Kache4 2010-03-25 01:31:20

See http://en.wikipedia.org/wiki/Flyweight_pattern for information about the flyweight design pattern. In essence the idea is to share as much information as possible among a pool of objects (in your case, the pages of a book) in order to save memory. So, for instance, all pages will have a header and a footer but because these are identical among pages the pages will share these objects. If the pages don't own these objects (as is the case when you pull this information out to a third component) then you don't even have the problem of who should destroy this data when you're done with it.

wilhelmtell 2010-03-25 01:59:02

Answer 3

+2 A:

Use std::vector to hold image data is a bad idea. I will use raw pointer or shared_ptr for this purpose. This prevents the buffer is copied twice.

Since you do care memory, holding all image data in memory is also a bad idea to me. A better case is to encapsulate it into a separate class. For example, ImageData. This class contains the row pointer of image data. The class can be initialized with a file path at the first, and the image data is loaded from disk when it is required.

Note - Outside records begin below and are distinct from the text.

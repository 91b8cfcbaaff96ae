use std::time::Duration;

use rand::seq::SliceRandom;
use rateline_core::config::{RETRYABLE_STATUS, TransportConfig, USER_AGENT_POOL};
use rateline_core::error::AppError;
use rateline_core::traits::Fetcher;
use reqwest::Client;
use reqwest::header::{self, HeaderMap, HeaderName, HeaderValue};

/// HTTP session built once per run: a reqwest client with a bounded timeout,
/// browser-like static headers, and an identity header drawn at construction
/// time from the configured pool.
///
/// Construction performs no network I/O. Failures surface only on individual
/// requests and are the caller's responsibility to interpret.
#[derive(Clone)]
pub struct SessionFetcher {
    client: Client,
    timeout_secs: u64,
    max_attempts: u32,
    backoff_base: Duration,
}

impl SessionFetcher {
    pub fn new(config: &TransportConfig) -> Result<Self, AppError> {
        let user_agent = config
            .user_agents
            .choose(&mut rand::thread_rng())
            .cloned()
            .unwrap_or_else(|| USER_AGENT_POOL[0].to_string());

        let client = Client::builder()
            .user_agent(user_agent)
            .default_headers(browser_headers())
            .timeout(config.timeout)
            .build()
            .map_err(|e| AppError::HttpError(e.to_string()))?;

        Ok(Self {
            client,
            timeout_secs: config.timeout.as_secs(),
            max_attempts: config.effective_retries(),
            backoff_base: config.backoff_base,
        })
    }
}

/// Static browser-like request headers sent with every request.
fn browser_headers() -> HeaderMap {
    let mut headers = HeaderMap::new();
    headers.insert(
        header::ACCEPT,
        HeaderValue::from_static(
            "text/html,application/xhtml+xml,application/xml;q=0.9,image/avif,image/webp,*/*;q=0.8",
        ),
    );
    headers.insert(
        header::ACCEPT_LANGUAGE,
        HeaderValue::from_static("en-US,en;q=0.9"),
    );
    headers.insert(
        header::ACCEPT_ENCODING,
        HeaderValue::from_static("gzip, deflate, br"),
    );
    headers.insert(header::CONNECTION, HeaderValue::from_static("keep-alive"));
    headers.insert(
        header::CACHE_CONTROL,
        HeaderValue::from_static("max-age=0"),
    );
    headers.insert(HeaderName::from_static("dnt"), HeaderValue::from_static("1"));
    headers.insert(
        HeaderName::from_static("upgrade-insecure-requests"),
        HeaderValue::from_static("1"),
    );
    headers.insert(
        HeaderName::from_static("sec-fetch-dest"),
        HeaderValue::from_static("document"),
    );
    headers.insert(
        HeaderName::from_static("sec-fetch-mode"),
        HeaderValue::from_static("navigate"),
    );
    headers.insert(
        HeaderName::from_static("sec-fetch-site"),
        HeaderValue::from_static("none"),
    );
    headers.insert(
        HeaderName::from_static("sec-fetch-user"),
        HeaderValue::from_static("?1"),
    );
    headers
}

/// Exponential-ish backoff: base doubled per completed attempt.
fn backoff_delay(base: Duration, attempt: u32) -> Duration {
    base * 2u32.saturating_pow(attempt.saturating_sub(1))
}

impl Fetcher for SessionFetcher {
    async fn fetch(&self, url: &str) -> Result<String, AppError> {
        let mut attempt = 0u32;

        loop {
            attempt += 1;

            match self.client.get(url).send().await {
                Ok(response) => {
                    let status = response.status();
                    if status.is_success() {
                        return response.text().await.map_err(|e| {
                            AppError::HttpError(format!("Failed to read response body: {e}"))
                        });
                    }

                    let code = status.as_u16();
                    if RETRYABLE_STATUS.contains(&code) && attempt < self.max_attempts {
                        let delay = backoff_delay(self.backoff_base, attempt);
                        tracing::debug!(
                            url,
                            status = code,
                            attempt,
                            delay_ms = delay.as_millis() as u64,
                            "Retryable status; backing off"
                        );
                        tokio::time::sleep(delay).await;
                        continue;
                    }

                    return Err(AppError::HttpError(format!("HTTP {code} for {url}")));
                }
                Err(e) => {
                    if attempt < self.max_attempts {
                        let delay = backoff_delay(self.backoff_base, attempt);
                        tracing::debug!(url, attempt, error = %e, "Request failed; backing off");
                        tokio::time::sleep(delay).await;
                        continue;
                    }

                    return Err(if e.is_timeout() {
                        AppError::Timeout(self.timeout_secs)
                    } else if e.is_connect() {
                        AppError::NetworkError(format!("Connection failed: {e}"))
                    } else {
                        AppError::HttpError(e.to_string())
                    });
                }
            }
        }
    }
}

Sherwood Hu 2010-03-25 01:07:47

But then `Book` would have a `stl::deque` of ImageData, and ImageData would then have to define a copy constructor where the data is hard copied anyway, right?

Kache4 2010-03-25 01:28:43

Answer 4

+3 A:

In terms of code changes based on what you have already, the simplest is probably to give Page a setter taking a non-const vector reference or pointer, and swap it with the vector contained in the Page. The caller will be left holding an empty vector, but since the problem is excessive copying, presumably the caller doesn't want to keep the data:

void Book::addPage(ifstream file, streampos size) {
    std::vector<char> vec(size);
    file.read(&vec[0], size);
    pages.push_back(Page()); // pages is a data member
    pages.back().setContent(vec);
}

class Page {
    std::vector<char> content;
public:
    Page() : content(0) {} // create an empty page
    void setContent(std::vector<char> &newcontent) {
        content.swap(newcontent);
    }
};

Some people (for example the Google C++ style guide) want reference parameters to be const, and would want you to pass the newcontent parameter as a pointer, to emphasise that it is non-const:

void setContent(std::vector<char> *newcontent) {
    content.swap(*newcontent);
}

swap is fast - you'd expect it just to exchange the buffer pointers and sizes of the two vector objects.

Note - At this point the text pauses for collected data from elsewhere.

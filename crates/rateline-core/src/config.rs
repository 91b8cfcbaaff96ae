//! Explicit configuration for the acquisition pipeline.
//!
//! No module-level mutable state: every knob is a field on one of these
//! structs, passed into session construction or the pipeline. Defaults
//! match the documented operating values.

use std::time::Duration;

use chrono::{Datelike, Utc};

/// Fixed pool of browser identity strings. One is drawn at session-creation
/// time to vary the outbound request fingerprint across runs.
pub const USER_AGENT_POOL: &[&str] = &[
    "Mozilla/5.0 (Windows NT 10.0; Win64; x64) AppleWebKit/537.36 (KHTML, like Gecko) Chrome/120.0.0.0 Safari/537.36",
    "Mozilla/5.0 (Macintosh; Intel Mac OS X 10_15_7) AppleWebKit/537.36 (KHTML, like Gecko) Chrome/120.0.0.0 Safari/537.36",
    "Mozilla/5.0 (Windows NT 10.0; Win64; x64; rv:121.0) Gecko/20100101 Firefox/121.0",
];

/// HTTP status codes that are worth retrying.
pub const RETRYABLE_STATUS: &[u16] = &[429, 500, 502, 503, 504];

/// Transport-layer settings for session construction.
#[derive(Debug, Clone)]
pub struct TransportConfig {
    /// Per-request timeout.
    pub timeout: Duration,
    /// Total retry attempts on retryable failures, clamped to 1..=3.
    pub max_retries: u32,
    /// Base delay for exponential backoff between retries.
    pub backoff_base: Duration,
    /// Identity strings to draw from at session creation.
    pub user_agents: Vec<String>,
}

impl Default for TransportConfig {
    /// 10s timeout, 2 retries, 500ms backoff base, the standard identity pool.
    fn default() -> Self {
        Self {
            timeout: Duration::from_secs(10),
            max_retries: 2,
            backoff_base: Duration::from_millis(500),
            user_agents: USER_AGENT_POOL.iter().map(|s| s.to_string()).collect(),
        }
    }
}

impl TransportConfig {
    /// Retry attempts bounded to the documented 1..=3 range.
    pub fn effective_retries(&self) -> u32 {
        self.max_retries.clamp(1, 3)
    }
}

/// One acquisition target: a locality name and the page to fetch for it.
#[derive(Debug, Clone)]
pub struct Target {
    pub locality: String,
    pub url: String,
}

impl Target {
    pub fn new(locality: impl Into<String>, url: impl Into<String>) -> Self {
        Self {
            locality: locality.into(),
            url: url.into(),
        }
    }
}

/// Build a price-trends page URL for a locality from the slug rule.
///
/// `rate_page_url("https://example.com", "Mira Road East", "mira-bhayandar")`
/// → `https://example.com/property-rates-and-price-trends-in-mira-road-east-mira-bhayandar-prffid`
pub fn rate_page_url(base: &str, locality: &str, town_slug: &str) -> String {
    let slug = locality.trim().to_lowercase().replace(' ', "-");
    format!(
        "{}/property-rates-and-price-trends-in-{}-{}-prffid",
        base.trim_end_matches('/'),
        slug,
        town_slug
    )
}

/// Build a listing-search page URL for a locality slug and page number.
///
/// `listing_page_url("https://example.com", "mira-road-east-mumbai", 2)`
/// → `https://example.com/property-in-mira-road-east-mumbai-ffid?page=2`
pub fn listing_page_url(base: &str, locality_slug: &str, page: u32) -> String {
    format!(
        "{}/property-in-{}-ffid?page={}",
        base.trim_end_matches('/'),
        locality_slug,
        page
    )
}

/// Pipeline-level settings: targets, fallback policy, and time budget.
#[derive(Debug, Clone)]
pub struct PipelineConfig {
    /// Pages to visit for the listings stage.
    pub listing_targets: Vec<Target>,
    /// Per-locality pages to visit for the trends stage.
    pub trend_targets: Vec<Target>,
    /// Minimum live listing count; below this, the whole stage is replaced
    /// by synthetic output.
    pub sufficiency_threshold: usize,
    /// Records to ask the synthetic generator for when falling back.
    pub synthetic_count: usize,
    /// Year assigned to the "current rate" trend point.
    pub anchor_year: i32,
    /// Total wall-clock budget for the run. A stage that has not started
    /// before expiry goes straight to the synthetic generator.
    pub run_budget: Duration,
}

impl Default for PipelineConfig {
    /// Threshold 5, 50 synthetic records, current calendar year as anchor,
    /// 120s budget, no targets (callers supply them).
    fn default() -> Self {
        Self {
            listing_targets: Vec::new(),
            trend_targets: Vec::new(),
            sufficiency_threshold: 5,
            synthetic_count: 50,
            anchor_year: Utc::now().year(),
            run_budget: Duration::from_secs(120),
        }
    }
}

impl PipelineConfig {
    /// Populate trend targets from locality names using the slug rule.
    pub fn with_trend_localities(
        mut self,
        base: &str,
        town_slug: &str,
        localities: &[&str],
    ) -> Self {
        self.trend_targets = localities
            .iter()
            .map(|name| Target::new(*name, rate_page_url(base, name, town_slug)))
            .collect();
        self
    }

    /// Populate listing targets from (name, slug) pairs, visiting a fixed
    /// number of search pages per locality.
    pub fn with_listing_localities(
        mut self,
        base: &str,
        localities: &[(&str, &str)],
        pages: u32,
    ) -> Self {
        self.listing_targets = localities
            .iter()
            .flat_map(|(name, slug)| {
                (1..=pages.max(1))
                    .map(|page| Target::new(*name, listing_page_url(base, slug, page)))
            })
            .collect();
        self
    }
}

#[cfg(test)]
mod tests {
    use super::*;

    #[test]
    fn retries_are_clamped() {
        let mut cfg = TransportConfig::default();
        cfg.max_retries = 0;
        assert_eq!(cfg.effective_retries(), 1);
        cfg.max_retries = 9;
        assert_eq!(cfg.effective_retries(), 3);
        cfg.max_retries = 2;
        assert_eq!(cfg.effective_retries(), 2);
    }

    #[test]
    fn slug_rule_builds_expected_url() {
        assert_eq!(
            rate_page_url("https://example.com/", "Mira Road East", "mira-bhayandar"),
            "https://example.com/property-rates-and-price-trends-in-mira-road-east-mira-bhayandar-prffid"
        );
    }

    #[test]
    fn trend_localities_expand_to_targets() {
        let cfg = PipelineConfig::default().with_trend_localities(
            "https://example.com",
            "mira-bhayandar",
            &["Mira Road", "Bhayandar West"],
        );
        assert_eq!(cfg.trend_targets.len(), 2);
        assert_eq!(cfg.trend_targets[0].locality, "Mira Road");
        assert!(cfg.trend_targets[1].url.contains("bhayandar-west"));
    }

    #[test]
    fn listing_localities_expand_per_page() {
        let cfg = PipelineConfig::default().with_listing_localities(
            "https://example.com",
            &[("Mira Road East", "mira-road-east-mumbai")],
            2,
        );
        assert_eq!(cfg.listing_targets.len(), 2);
        assert_eq!(
            cfg.listing_targets[1].url,
            "https://example.com/property-in-mira-road-east-mumbai-ffid?page=2"
        );
    }

    #[test]
    fn defaults_match_documented_values() {
        let cfg = PipelineConfig::default();
        assert_eq!(cfg.sufficiency_threshold, 5);
        assert_eq!(cfg.synthetic_count, 50);
        assert_eq!(cfg.run_budget, Duration::from_secs(120));
    }
}
pub mod config;
pub mod error;
pub mod models;
pub mod patterns;
pub mod pipeline;
pub mod synthetic;
pub mod testutil;
pub mod throttle;
pub mod traits;
pub mod trend;
pub mod zones;

pub use config::{PipelineConfig, Target, TransportConfig};
pub use error::AppError;
pub use models::{AcquisitionResult, HistoricalPoint, ListingRecord, Provenance};
pub use pipeline::AcquisitionPipeline;
pub use traits::{Fetcher, ListingExtractor, TrendExtractor, TrendObservation};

Alternatively, give Page two different constructors: one for the zip file and one for the regular file, and have it be responsible for reading its own data. This is probably the cleanest, and it allows Page to be immutable, rather than being modified after construction. But actually you might not want that, since as you've noticed in a comment, adding the Page to a container copies the Page. So there's some benefit to being able to modify the Page to add the data after it has been cheaply constructed in the container: it avoids that extra copy without you needing to mess with containers of pointers. Still, the setContent function could just as easily take the file stream / zip file info as take a vector.

You could find or write a stream class which reads from a zipfile, so that Page can be responsible for reading data with just one constructor taking a stream. Or perhaps not a whole stream class, perhaps just an interface you design which reads data from a stream/zip/rar into a specified buffer, and Page can specify its internal vector as the buffer.

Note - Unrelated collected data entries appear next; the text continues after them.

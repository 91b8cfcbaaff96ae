mod export;

use std::path::PathBuf;
use std::time::Duration;

use anyhow::Result;
use clap::{Parser, Subcommand};
use tracing_subscriber::EnvFilter;

use rateline_client::{FaqTrendExtractor, SelectorListingExtractor, SessionFetcher};
use rateline_core::config::{PipelineConfig, TransportConfig};
use rateline_core::models::{AcquisitionResult, Provenance};
use rateline_core::pipeline::AcquisitionPipeline;
use rateline_core::synthetic::generate_synthetic;
use rateline_core::throttle::{ThrottleConfig, ThrottledFetcher};

/// Localities visited in the trends stage (FAQ-bearing rate pages).
const TREND_LOCALITIES: &[&str] = &[
    "Mira Road",
    "Mira Road East",
    "Bhayandar West",
    "Bhayandar East",
    "Shanti Nagar",
    "Poonam Sagar Complex",
    "Kashimira",
];

/// (display name, URL slug) pairs for the listings stage.
const LISTING_LOCALITIES: &[(&str, &str)] = &[
    ("Mira Road East", "mira-road-east-mumbai"),
    ("Bhayandar West", "bhayandar-west-mumbai"),
    ("Borivali West", "borivali-west-mumbai"),
    ("Malad West", "malad-west-mumbai"),
];

#[derive(Parser)]
#[command(name = "rateline", version, about = "Resilient property price-trend acquirer")]
struct Cli {
    #[command(subcommand)]
    command: Commands,
}

#[derive(Subcommand)]
enum Commands {
    /// Acquire listing and trend data, falling back to synthetic records
    /// when live extraction is insufficient
    Acquire {
        /// Directory for the exported CSV files
        #[arg(short, long, env = "RATELINE_OUT_DIR", default_value = "data")]
        out_dir: PathBuf,

        /// Base URL of the source site
        #[arg(
            long,
            env = "RATELINE_BASE_URL",
            default_value = "https://www.99acres.com"
        )]
        base_url: String,

        /// Town slug appended to trend-page URLs
        #[arg(long, env = "RATELINE_TOWN_SLUG", default_value = "mira-bhayandar")]
        town_slug: String,

        /// Per-request timeout in seconds
        #[arg(long, default_value_t = 10)]
        timeout_secs: u64,

        /// Retry attempts per request (clamped to 1..=3)
        #[arg(long, default_value_t = 2)]
        retries: u32,

        /// Minimum live listing count before the synthetic fallback kicks in
        #[arg(long, default_value_t = 5)]
        threshold: usize,

        /// Synthetic records to generate when falling back
        #[arg(long, default_value_t = 50)]
        count: usize,

        /// Minimum polite delay between requests to the source, in milliseconds
        #[arg(long, default_value_t = 1000)]
        delay_ms: u64,

        /// Total wall-clock budget for the run, in seconds
        #[arg(long, default_value_t = 120)]
        budget_secs: u64,

        /// Search pages visited per listing locality
        #[arg(long, default_value_t = 2)]
        pages: u32,

        /// Skip live extraction entirely and emit synthetic data
        #[arg(long, default_value_t = false)]
        synthetic_only: bool,
    },

    /// Generate synthetic data only (no network access)
    Synth {
        /// Directory for the exported CSV files
        #[arg(short, long, env = "RATELINE_OUT_DIR", default_value = "data")]
        out_dir: PathBuf,

        /// Listing records to generate
        #[arg(long, default_value_t = 50)]
        count: usize,
    },
}

#[tokio::main]
async fn main() -> Result<()> {
    // Load .env if present
    let _ = dotenvy::dotenv();

    tracing_subscriber::fmt()
        .with_env_filter(
            EnvFilter::from_default_env()
                .add_directive("rateline_core=info".parse()?)
                .add_directive("rateline_client=info".parse()?)
                .add_directive("rateline_cli=info".parse()?),
        )
        .with_target(false)
        .with_writer(std::io::stderr)
        .init();

    let cli = Cli::parse();

    match cli.command {
        Commands::Acquire {
            out_dir,
            base_url,
            town_slug,
            timeout_secs,
            retries,
            threshold,
            count,
            delay_ms,
            budget_secs,
            pages,
            synthetic_only,
        } => {
            let result = if synthetic_only {
                tracing::info!(count, "Generating synthetic data (live extraction disabled)");
                let (listings, history) = generate_synthetic(count);
                AcquisitionResult { listings, history }
            } else {
                let transport = TransportConfig {
                    timeout: Duration::from_secs(timeout_secs),
                    max_retries: retries,
                    ..TransportConfig::default()
                };
                let throttle = ThrottleConfig::new(Duration::from_millis(delay_ms))
                    .with_jitter(Duration::from_millis(delay_ms));
                let fetcher =
                    ThrottledFetcher::new(SessionFetcher::new(&transport)?, throttle);

                let config = PipelineConfig {
                    sufficiency_threshold: threshold,
                    synthetic_count: count,
                    run_budget: Duration::from_secs(budget_secs),
                    ..PipelineConfig::default()
                }
                .with_listing_localities(&base_url, LISTING_LOCALITIES, pages)
                .with_trend_localities(&base_url, &town_slug, TREND_LOCALITIES);

                let pipeline = AcquisitionPipeline::new(
                    fetcher,
                    SelectorListingExtractor::new(),
                    FaqTrendExtractor::new(),
                    config,
                );
                pipeline.run().await
            };

            print_summary(&result);
            export::export_result(&result, &out_dir)?;
        }

        Commands::Synth { out_dir, count } => {
            let (listings, history) = generate_synthetic(count);
            let result = AcquisitionResult { listings, history };
            print_summary(&result);
            export::export_result(&result, &out_dir)?;
        }
    }

    Ok(())
}

/// Operator-facing provenance breakdown, so real coverage is never mistaken
/// for synthetic filler.
fn print_summary(result: &AcquisitionResult) {
    let live_listings = result.live_listing_count();
    let live_points = result.live_history_count();

    println!(
        "listings: {} total ({} live, {} synthetic)",
        result.listings.len(),
        live_listings,
        result.listings.len() - live_listings,
    );
    println!(
        "history:  {} points ({} live, {} synthetic)",
        result.history.len(),
        live_points,
        result.history.len() - live_points,
    );

    if result
        .listings
        .iter()
        .all(|r| r.provenance == Provenance::Synthetic)
        && !result.listings.is_empty()
    {
        println!("note: listing output is fully synthetic");
    }
}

Finally, you could "mess with containers of pointers". Make pages a std::vector<boost::shared_ptr<Page> >, then do:

void Book::addPage(ifstream file, streampos size) {
    boost::shared_ptr<Page> page(new Page(file, size));
    pages.push_back(page); // pages is a data member
}

A shared_ptr has a modest overhead relative to just a Page (it makes an extra memory allocation for a small node containing a pointer and a refcount), but is much cheaper to copy. It's in TR1 too, if you have some implementation of that other than Boost.

Steve Jessop 2010-03-25 01:23:54

Oh, nice, I didn't think about using swap. I thought about having Page handle the data reading. The thing with that I'd be constantly opening a zipfile, jumping to and reading 1 image, and closing it. Even worse, the unrar library doesn't support jumping to items.

Kache4 2010-03-25 01:38:46

"I'd be constantly opening a zipfile, jumping to and reading 1 image, and closing it" - not necessarily. Presumably, your `Book` class currently advances its way through the zip/rar reading one file at a time. The `Page` constructor could have the same behaviour, that it "consumes" some data from the object passed to it. Just be careful handling errors - because you've read some data and there's probably no way to put the stream position back to where it started (if you can't jump to a file, you can't seek), you can only offer the weak exception guarantee.

Steve Jessop 2010-03-25 01:49:42

Answer 5

+1 A:

I would have the Page class read its own data directly from the source, and the Book would only read as much of the source that it needed in order to locate each individual page (and to read any data belonging to the Book in general, such as a title).

For example, in the case of the data being stored in a directory, the Book would retrieve the list of files in the directory. For each file, it would pass the filename to a Page constructor which would open the file and load its contents.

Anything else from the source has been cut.